VIVERE IN THAILANDIA – Quanto c’è di autobiografia nel romanzo? “Anch’ io – esordisce Osborne – amo vivere in luoghi dove non conosco nessuno e dove non ho relazioni. Mi piace il senso di spaesamento iniziale e il tempo che ci vuole per orientarsi. Vivo in Thailandia ed ho scelto questo luogo perché posso vivere la mia vita da scrittore in forma anonima; inoltre è un luogo senza cultura letteraria e questo, da un certo punto di vista, ha molti vantaggi perché consente maggiore libertà. Il romanzo prende l’avvio dal confine tra Thailandia e Cambogia, un luogo magico di passaggio tra un mondo ormai occidentalizzato e un orizzonte non ancora urbanizzato; “la Cambogia ha un profilo cupo e anche tragico, ma ancora inesplorato – dice lo scrittore inglese – un po’ come la Polinesia di Gauguin”.

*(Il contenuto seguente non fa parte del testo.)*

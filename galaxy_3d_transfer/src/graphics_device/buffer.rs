/// Buffer and memory types shared by all graphics device backends

use bitflags::bitflags;

bitflags! {
    /// Buffer usage flags
    ///
    /// A buffer must declare every capability it is used for:
    /// a copy source needs `TRANSFER_SRC`, a copy destination `TRANSFER_DST`.
    #[derive(Debug, Clone, Copy, PartialEq, Eq, Hash)]
    pub struct BufferUsageFlags: u32 {
        /// Source of a transfer command
        const TRANSFER_SRC = 1 << 0;
        /// Destination of a transfer command
        const TRANSFER_DST = 1 << 1;
        /// Uniform/constant buffer
        const UNIFORM = 1 << 2;
        /// Storage buffer
        const STORAGE = 1 << 3;
        /// Index buffer
        const INDEX = 1 << 4;
        /// Vertex buffer
        const VERTEX = 1 << 5;
    }
}

bitflags! {
    /// Memory property flags of a device memory type
    #[derive(Debug, Clone, Copy, PartialEq, Eq, Hash)]
    pub struct MemoryPropertyFlags: u32 {
        /// Fastest memory for device access
        const DEVICE_LOCAL = 1 << 0;
        /// Can be mapped into the host address space
        const HOST_VISIBLE = 1 << 1;
        /// Host writes/reads need no explicit flush/invalidate
        const HOST_COHERENT = 1 << 2;
        /// Cached on the host (fast host reads, usually not coherent)
        const HOST_CACHED = 1 << 3;
    }
}

/// One entry of a device's memory type table (index = position in the table)
#[derive(Debug, Clone, Copy, PartialEq, Eq)]
pub struct MemoryType {
    /// Properties of memory allocated from this type
    pub property_flags: MemoryPropertyFlags,
}

impl MemoryType {
    pub fn new(property_flags: MemoryPropertyFlags) -> Self {
        Self { property_flags }
    }
}

/// Memory requirements of a freshly created buffer
#[derive(Debug, Clone, Copy, PartialEq, Eq)]
pub struct MemoryRequirements {
    /// Allocation size in bytes (may exceed the buffer size)
    pub size: u64,
    /// Required alignment of the bind offset
    pub alignment: u64,
    /// Bit `i` is set when memory type `i` can back the buffer
    pub memory_type_bits: u32,
}

/// Opaque buffer handle issued by a graphics device
#[derive(Debug, Clone, Copy, PartialEq, Eq, Hash)]
pub struct BufferHandle(u64);

impl BufferHandle {
    pub const fn from_raw(raw: u64) -> Self {
        Self(raw)
    }

    pub const fn as_raw(&self) -> u64 {
        self.0
    }

    pub const fn null() -> Self {
        Self(0)
    }

    pub const fn is_null(&self) -> bool {
        self.0 == 0
    }
}

/// Opaque device memory handle issued by a graphics device
#[derive(Debug, Clone, Copy, PartialEq, Eq, Hash)]
pub struct MemoryHandle(u64);

impl MemoryHandle {
    pub const fn from_raw(raw: u64) -> Self {
        Self(raw)
    }

    pub const fn as_raw(&self) -> u64 {
        self.0
    }

    pub const fn null() -> Self {
        Self(0)
    }

    pub const fn is_null(&self) -> bool {
        self.0 == 0
    }
}

/// Region of a mapped memory block passed to flush/invalidate
///
/// Offsets are relative to the start of the memory block.
#[derive(Debug, Clone, Copy, PartialEq, Eq)]
pub enum SyncRange {
    /// From the mapping offset to the end of the memory block
    Whole,
    /// Explicit byte range
    Range { offset: u64, size: u64 },
}

/// Find the first memory type allowed by `type_bits` whose flags contain all of `required`
///
/// # Arguments
///
/// * `memory_types` - Device memory type table
/// * `type_bits` - `MemoryRequirements::memory_type_bits` of the resource
/// * `required` - Properties that must all be present
///
/// # Returns
///
/// The memory type index, or None if no type satisfies the full property set
pub fn find_memory_type(
    memory_types: &[MemoryType],
    type_bits: u32,
    required: MemoryPropertyFlags,
) -> Option<u32> {
    memory_types
        .iter()
        .enumerate()
        .take(32)
        .find(|(index, memory_type)| {
            type_bits & (1 << index) != 0 && memory_type.property_flags.contains(required)
        })
        .map(|(index, _)| index as u32)
}

#[cfg(test)]
#[path = "buffer_tests.rs"]
mod tests;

L’UOMO ANIMALE MIGRATORIO – “Ho conosciuto la Cambogia per la prima volta – continua – quando venni mandato da Vogue per scrivere il reportage sul processo contro un comandante dei khmer rossi, accusato di genocidio e per tre mesi nel tribunale, costruito come un tempio, avevo da una parte a pochi metri di distanza il responsabile e dietro a me i familiari delle vittime. Lì ho conosciuto uno dei pochi sopravvissuti, risparmiato perchè in grado di rappresentare attraverso i suoi dipinti quello che stava succedendo”. Tra le suggestioni paesaggistiche e la storia delle sevizie del regime di Pol Pot nasce il romanzo che è costituito in larga parte più che da una trama da descrizioni paesaggistiche, eppure ne risulta una critica spietata al mondo occidentale: “Un mondo in fuga – dice Osborne – il potere si sta spostando verso est e l’occidentale fugge, perchè si sente spiazzato. E non ho dimenticato che, come dice Chatwin, l’uomo è un animale migratorio”.